What this task involves => Please transcribe the entries below without changing a single character.

Collected data
________
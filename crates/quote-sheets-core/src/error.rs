//! Error types for quote-sheets-core

use thiserror::Error;

/// Result type alias using [`Error`]
pub type Result<T> = std::result::Result<T, Error>;

/// Errors that can occur while building an in-memory sheet
#[derive(Debug, Error)]
pub enum Error {
    /// Invalid cell address format
    #[error("Invalid cell address: {0}")]
    InvalidAddress(String),

    /// Row index out of bounds
    #[error("Row index {0} out of bounds (max: {1})")]
    RowOutOfBounds(u32, u32),

    /// Column index out of bounds
    #[error("Column index {0} out of bounds (max: {1})")]
    ColumnOutOfBounds(u32, u16),

    /// Invalid sheet name
    #[error("Invalid sheet name: {0}")]
    InvalidSheetName(String),

    /// Merged cell conflict
    #[error("Range {0} overlaps an existing merged region")]
    MergedCellConflict(String),

    /// Data validation that cannot be expressed in a sheet
    #[error("Invalid data validation: {0}")]
    InvalidValidation(String),

    /// Generic error with message
    #[error("{0}")]
    Other(String),
}

impl Error {
    /// Create a new "other" error with a message
    pub fn other<S: Into<String>>(msg: S) -> Self {
        Error::Other(msg.into())
    }
}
________
Finished task =>
filename crates/quote-sheets-core/src/error.rs
//! Error types for quote-sheets-core

use thiserror::Error;

/// Result type alias using [`Error`]
pub type Result<T> = std::result::Result<T, Error>;

/// Errors that can occur while building an in-memory sheet
#[derive(Debug, Error)]
pub enum Error {
    /// Invalid cell address format
    #[error("Invalid cell address: {0}")]
    InvalidAddress(String),

    /// Row index out of bounds
    #[error("Row index {0} out of bounds (max: {1})")]
    RowOutOfBounds(u32, u32),

    /// Column index out of bounds
    #[error("Column index {0} out of bounds (max: {1})")]
    ColumnOutOfBounds(u32, u16),

    /// Invalid sheet name
    #[error("Invalid sheet name: {0}")]
    InvalidSheetName(String),

    /// Merged cell conflict
    #[error("Range {0} overlaps an existing merged region")]
    MergedCellConflict(String),

    /// Data validation that cannot be expressed in a sheet
    #[error("Invalid data validation: {0}")]
    InvalidValidation(String),

    /// Generic error with message
    #[error("{0}")]
    Other(String),
}

impl Error {
    /// Create a new "other" error with a message
    pub fn other<S: Into<String>>(msg: S) -> Self {
        Error::Other(msg.into())
    }
}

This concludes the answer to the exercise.